EXERCISE DIRECTIONS:
What you produce should be every line from the data that includes "Duration".

________________

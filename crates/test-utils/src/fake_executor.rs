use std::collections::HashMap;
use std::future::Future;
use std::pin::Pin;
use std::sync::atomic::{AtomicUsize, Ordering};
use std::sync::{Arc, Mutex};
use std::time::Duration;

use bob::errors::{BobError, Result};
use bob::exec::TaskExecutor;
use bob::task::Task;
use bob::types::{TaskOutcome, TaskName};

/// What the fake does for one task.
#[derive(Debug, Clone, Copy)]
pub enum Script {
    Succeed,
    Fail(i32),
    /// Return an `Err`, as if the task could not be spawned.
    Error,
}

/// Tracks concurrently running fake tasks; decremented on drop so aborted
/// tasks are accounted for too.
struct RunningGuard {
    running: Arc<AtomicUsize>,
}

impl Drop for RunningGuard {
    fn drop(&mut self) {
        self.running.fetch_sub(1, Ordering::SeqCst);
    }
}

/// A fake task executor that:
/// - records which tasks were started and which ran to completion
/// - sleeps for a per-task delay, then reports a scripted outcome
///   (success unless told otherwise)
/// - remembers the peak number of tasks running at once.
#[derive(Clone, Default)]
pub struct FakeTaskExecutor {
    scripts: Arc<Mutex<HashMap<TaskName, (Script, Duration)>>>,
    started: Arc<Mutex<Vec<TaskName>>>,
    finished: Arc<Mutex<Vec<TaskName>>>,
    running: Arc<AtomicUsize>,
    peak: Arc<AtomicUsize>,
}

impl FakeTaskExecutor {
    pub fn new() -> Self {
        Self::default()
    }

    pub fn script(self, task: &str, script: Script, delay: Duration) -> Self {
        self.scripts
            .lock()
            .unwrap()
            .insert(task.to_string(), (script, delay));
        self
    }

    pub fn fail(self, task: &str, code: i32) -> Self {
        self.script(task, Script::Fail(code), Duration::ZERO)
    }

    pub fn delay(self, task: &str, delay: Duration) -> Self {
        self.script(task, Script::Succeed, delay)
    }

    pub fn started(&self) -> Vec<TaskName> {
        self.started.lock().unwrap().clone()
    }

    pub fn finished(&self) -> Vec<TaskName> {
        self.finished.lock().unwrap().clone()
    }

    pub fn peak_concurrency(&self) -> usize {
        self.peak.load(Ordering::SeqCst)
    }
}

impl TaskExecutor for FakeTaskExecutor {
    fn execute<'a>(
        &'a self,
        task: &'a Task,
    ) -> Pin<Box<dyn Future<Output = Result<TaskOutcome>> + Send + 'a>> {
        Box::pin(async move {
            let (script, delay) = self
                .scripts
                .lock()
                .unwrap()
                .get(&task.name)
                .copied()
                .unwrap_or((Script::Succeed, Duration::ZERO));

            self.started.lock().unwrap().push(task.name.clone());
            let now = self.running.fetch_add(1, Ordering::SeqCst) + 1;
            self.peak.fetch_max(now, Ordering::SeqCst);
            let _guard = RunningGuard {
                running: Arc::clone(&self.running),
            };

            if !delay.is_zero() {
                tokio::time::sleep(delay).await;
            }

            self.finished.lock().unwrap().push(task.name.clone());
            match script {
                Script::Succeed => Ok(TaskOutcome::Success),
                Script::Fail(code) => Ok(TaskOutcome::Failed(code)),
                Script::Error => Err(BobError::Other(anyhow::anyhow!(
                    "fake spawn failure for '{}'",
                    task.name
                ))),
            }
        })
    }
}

________________

ANSWER BELOW:
use std::time::Duration;
    scripts: Arc<Mutex<HashMap<TaskName, (Script, Duration)>>>,
    pub fn script(self, task: &str, script: Script, delay: Duration) -> Self {
        self.script(task, Script::Fail(code), Duration::ZERO)
    pub fn delay(self, task: &str, delay: Duration) -> Self {
                .unwrap_or((Script::Succeed, Duration::ZERO));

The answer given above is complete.